One of the leading global rating agencies, Moody’s Investors Service, has stated that the infrastructure in Nigeria is behind other emerging market peers, with about $3 trillion needed over 30 years to close the gap.
Given the budget constraints facing the country, the rating agency noted that addressing this shortfall will require financing from the private sector, multilateral development institutions and other non-state investors.
The company, in its first report on the Nigerian infrastructure market obtained yesterday, noted that Nigeria faces many budgetary and financing challenges.
It stated that weak institutions and governance frameworks along with a low tax base are hindering infrastructure investment, while financially strained utilities are unable to invest in improvements.
It said: “Nigeria has a significant infrastructure deficit and faces additional pressures from a rapidly growing population. Nigeria’s current infrastructure stock lags behind emerging market peers, and it is a constraint on business activity and growth.
“There are major budgetary and financing challenges to developing infrastructure in Nigeria. Government funding capacity and customer affordability are both low and have been further weakened by the Coronavirus pandemic and the low oil price environment. The country’s weak institutions and governance framework, together with a low tax base, also hinder infrastructure investment.
“Infrastructure development has been concentrated on economic infrastructure and this focus will continue. Investment has primarily been within economic infrastructure such as power, railways, roads, ports and pipelines; rather than social infrastructure such as hospitals and schools.”
According to it, Nigeria requires investment to address its electricity shortages, noting that increased private and multilateral sector involvement is required to achieve this.

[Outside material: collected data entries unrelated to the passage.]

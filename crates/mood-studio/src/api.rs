use chrono::SecondsFormat;
use serde::Deserialize;
use serde_json::{json, Value};

use crate::config::ApiConfig;
use crate::error::{AuthError, StudioError};
use crate::model::{AudioClip, GenerationRequest, GenerationResult, SignUpForm, UserSession};
use crate::transport::{ApiRequest, Transport};

pub struct ApiClient<T> {
    config: ApiConfig,
    transport: T,
}

#[derive(Deserialize)]
struct SignInReply {
    user: UserSession,
}

fn generation_body(request: &GenerationRequest) -> Value {
    json!({
        "prompt": request.prompt,
        "duration": request.duration_secs,
        "mood": request.mood.to_string(),
        "tempo": request.tempo_bpm,
        "instruments": request.instruments,
    })
}

impl<T: Transport> ApiClient<T> {
    pub fn new(config: ApiConfig, transport: T) -> Self {
        Self { config, transport }
    }

    pub fn config(&self) -> &ApiConfig {
        &self.config
    }

    /// Requests one piece of music. The reply must be 2xx with an `audio/*`
    /// content type.
    pub async fn generate(&self, request: &GenerationRequest) -> Result<AudioClip, StudioError> {
        let url = self.config.endpoint("/studio-generate")?;
        request.validate()?;
        let body = generation_body(request);
        let response = self.transport.send(ApiRequest::post_json(url, &body)).await?;
        if !response.is_success() {
            return Err(StudioError::Status(response.status));
        }
        match response.content_type {
            Some(content_type) if AudioClip::is_audio(&content_type) => {
                Ok(AudioClip::new(content_type, response.body))
            }
            content_type => Err(StudioError::NotAudio { content_type }),
        }
    }

    pub async fn sign_in(&self, username: &str, password: &str) -> Result<UserSession, AuthError> {
        let url = self.config.endpoint("/signin")?;
        let body = json!({ "username": username, "password": password });
        let response = self.transport.send(ApiRequest::post_json(url, &body)).await?;
        if !response.is_success() {
            return Err(AuthError::Rejected(
                response
                    .error_message()
                    .unwrap_or_else(|| "Invalid username or password.".to_owned()),
            ));
        }
        response
            .json::<SignInReply>()
            .map(|reply| reply.user)
            .map_err(|e| AuthError::InvalidResponse(e.to_string()))
    }

    pub async fn sign_up(&self, form: &SignUpForm) -> Result<(), AuthError> {
        let url = self.config.endpoint("/signup")?;
        let body = json!({
            "fullName": form.full_name,
            "username": form.username,
            "email": form.email,
            "password": form.password,
        });
        let response = self.transport.send(ApiRequest::post_json(url, &body)).await?;
        if response.is_success() {
            Ok(())
        } else {
            Err(AuthError::Rejected(
                response
                    .error_message()
                    .unwrap_or_else(|| "Signup failed".to_owned()),
            ))
        }
    }

    /// Mirrors a generation to the account history on the server.
    pub async fn save_history(&self, username: &str, result: &GenerationResult) -> Result<(), StudioError> {
        let url = self.config.endpoint("/save-history")?;
        let mut body = generation_body(&result.request);
        body["timestamp"] = json!(result.created_at.to_rfc3339_opts(SecondsFormat::AutoSi, true));
        body["username"] = json!(username);
        let response = self.transport.send(ApiRequest::post_json(url, &body)).await?;
        if response.is_success() {
            Ok(())
        } else {
            Err(StudioError::Status(response.status))
        }
    }
}

#[cfg(test)]
mod tests {
    use super::*;
    use crate::error::{ConfigError, TransportError};
    use crate::model::Mood;
    use crate::transport::stub::{audio_reply, json_reply, StubTransport};
    use crate::transport::{ApiResponse, Method};
    use futures::executor::block_on;

    const BASE: &str = "http://api.test";

    fn client(stub: &StubTransport) -> ApiClient<StubTransport> {
        ApiClient::new(ApiConfig::new(Some(BASE)), stub.clone())
    }

    fn rain() -> GenerationRequest {
        GenerationRequest {
            prompt: "rain".into(),
            duration_secs: 20,
            mood: Mood::Calm,
            tempo_bpm: 90,
            instruments: "Piano".into(),
        }
    }

    #[test]
    fn generate_posts_request_and_returns_clip() {
        let stub = StubTransport::default();
        stub.on(Method::Post, "/studio-generate", audio_reply("audio/mpeg", b"ID3"));

        let clip = block_on(client(&stub).generate(&rain())).unwrap();
        assert_eq!(clip.media_type(), "audio/mpeg");
        assert_eq!(clip.bytes(), b"ID3");

        let calls = stub.calls();
        assert_eq!(calls.len(), 1);
        assert_eq!(calls[0].url, "http://api.test/studio-generate");
        let sent: serde_json::Value = serde_json::from_str(calls[0].body.as_deref().unwrap()).unwrap();
        assert_eq!(
            sent,
            json!({ "prompt": "rain", "duration": 20, "mood": "Calm", "tempo": 90, "instruments": "Piano" })
        );
    }

    #[test]
    fn generate_rejects_non_audio_payload() {
        let stub = StubTransport::default();
        stub.on(
            Method::Post,
            "/studio-generate",
            json_reply(200, &json!({ "message": "queued" })),
        );
        let err = block_on(client(&stub).generate(&rain())).unwrap_err();
        assert!(matches!(err, StudioError::NotAudio { content_type: Some(ref t) } if t == "application/json"));
    }

    #[test]
    fn generate_rejects_missing_content_type() {
        let stub = StubTransport::default();
        stub.on(
            Method::Post,
            "/studio-generate",
            Ok(ApiResponse {
                status: 200,
                content_type: None,
                body: vec![1, 2, 3],
            }),
        );
        let err = block_on(client(&stub).generate(&rain())).unwrap_err();
        assert_eq!(err, StudioError::NotAudio { content_type: None });
    }

    #[test]
    fn generate_surfaces_status_and_transport_faults() {
        let stub = StubTransport::default();
        stub.on(Method::Post, "/studio-generate", json_reply(500, &json!({})));
        assert_eq!(
            block_on(client(&stub).generate(&rain())),
            Err(StudioError::Status(500))
        );

        let offline = StubTransport::default();
        offline.on(
            Method::Post,
            "/studio-generate",
            Err(TransportError("connection refused".into())),
        );
        let err = block_on(client(&offline).generate(&rain())).unwrap_err();
        assert_eq!(err.to_string(), "Failed to fetch: connection refused");
    }

    #[test]
    fn unconfigured_client_makes_no_call() {
        let stub = StubTransport::default();
        let client = ApiClient::new(ApiConfig::new(None), stub.clone());
        assert_eq!(
            block_on(client.generate(&rain())),
            Err(StudioError::Config(ConfigError::MissingApiUrl))
        );
        assert!(block_on(client.sign_in("a", "b")).is_err());
        assert!(stub.calls().is_empty());
    }

    #[test]
    fn out_of_range_request_makes_no_call() {
        let stub = StubTransport::default();
        let mut req = rain();
        req.tempo_bpm = 300;
        assert_eq!(
            block_on(client(&stub).generate(&req)),
            Err(StudioError::InvalidTempo(300))
        );
        assert!(stub.calls().is_empty());
    }

    #[test]
    fn sign_in_parses_user() {
        let stub = StubTransport::default();
        stub.on(
            Method::Post,
            "/signin",
            json_reply(
                200,
                &json!({ "message": "Signin successful", "user": { "id": 3, "fullName": "Ada", "username": "ada", "email": "a@x.io" } }),
            ),
        );
        let user = block_on(client(&stub).sign_in("ada", "pw")).unwrap();
        assert_eq!(user.username, "ada");
        assert_eq!(user.full_name, "Ada");
    }

    #[test]
    fn sign_in_failure_prefers_server_message() {
        let stub = StubTransport::default();
        stub.on(Method::Post, "/signin", json_reply(401, &json!({ "error": "Invalid username or password" })));
        assert_eq!(
            block_on(client(&stub).sign_in("ada", "nope")),
            Err(AuthError::Rejected("Invalid username or password".into()))
        );

        let bare = StubTransport::default();
        bare.on(Method::Post, "/signin", json_reply(500, &json!({})));
        assert_eq!(
            block_on(client(&bare).sign_in("ada", "nope")),
            Err(AuthError::Rejected("Invalid username or password.".into()))
        );
    }

    #[test]
    fn save_history_adds_username() {
        let stub = StubTransport::default();
        stub.on(Method::Post, "/save-history", json_reply(201, &json!({ "message": "Saved" })));
        let at = chrono::DateTime::parse_from_rfc3339("2024-05-01T10:15:00Z")
            .unwrap()
            .with_timezone(&chrono::Utc);
        let result = GenerationResult::new(rain(), AudioClip::new("audio/mpeg", vec![1u8]), at);
        block_on(client(&stub).save_history("guest", &result)).unwrap();

        let sent: serde_json::Value =
            serde_json::from_str(stub.calls_to("/save-history")[0].body.as_deref().unwrap()).unwrap();
        assert_eq!(
            sent,
            json!({
                "prompt": "rain",
                "duration": 20,
                "mood": "Calm",
                "tempo": 90,
                "instruments": "Piano",
                "timestamp": "2024-05-01T10:15:00Z",
                "username": "guest",
            })
        );
    }
}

It added that Nigeria’s power sector could benefit from renewable energy like solar and wind with financing also possible from green bonds.
Financial guarantors, multilateral development banks and local institutional investors will be important in helping finance infrastructure development, it said.
“In its Economic Recovery and Growth Plan 2017-2020 (ERGP), the Nigerian government estimated that the country’s infrastructure stock represented only 35 per cent of GDP, compared with an average of 70 per cent for peer emerging market countries.
“The National Integrated Infrastructure Master Plan (NIIMP), which set out priorities for 30 years to 2043, estimated $3 trillion investment is required over 30 years to close the infrastructure gap, which equates to an annual spending rate of above seven per cent of GDP.
“In its 2020-2024 Nigeria Strategy Paper, the African Development Bank (AfDB) highlights infrastructure development as one of its key priority areas for support, noting that the country’s infrastructure deficit acts as a significant supply-side constraint,” it added.
The report, however, showed that the country’s share of the population with access to electricity increased from 40 per cent in 2015 to 54 per cent in 2020.
While Nigeria has 13,500MW total installed generation capacity, only 7,500MW is functional, it added.
It said: “The generation capacity is constrained by the unavailability of gas feedstock (despite Nigeria’s large gas resources) and inadequate transmission capacity. Deficient on-grid supply leads to consumers using off-grid alternatives, which account for 52 per cent of electricity consumption.
“Citizens who have access to the grid electricity face regular power cuts. Of the around 90 million Nigerians reported to have no access to electricity, 17 million live in urban areas, while 73 million live in rural communities, which means that a majority of the non-electrified population live in off-grid areas where the provision of grid supply is not economic because of the high cost of constructing transmission infrastructure.
“Nigeria ranks near the bottom of a number of international surveys assessing institutional strength and scores poorly compared with peers on most Worldwide Governance Indicators, including government effectiveness, control of corruption and rule of law.
“The government has a low tax base relative to Sub-Saharan Africa (SSA) peers. Corruption is of particular concern to investors in large, capital intensive infrastructure projects that require years of planning, land negotiations and permitting, and regulatory approvals.”
Commenting on the findings of the report, Vice President, Senior Analyst at Moody’s Investors Service, Kunal Govindia, said: “Nigeria currently has a significant infrastructure deficit, and faces additional pressures from a rapidly growing population.
“Its low government funding capacity and customer affordability has been weakened further by the Coronavirus pandemic and low oil prices.”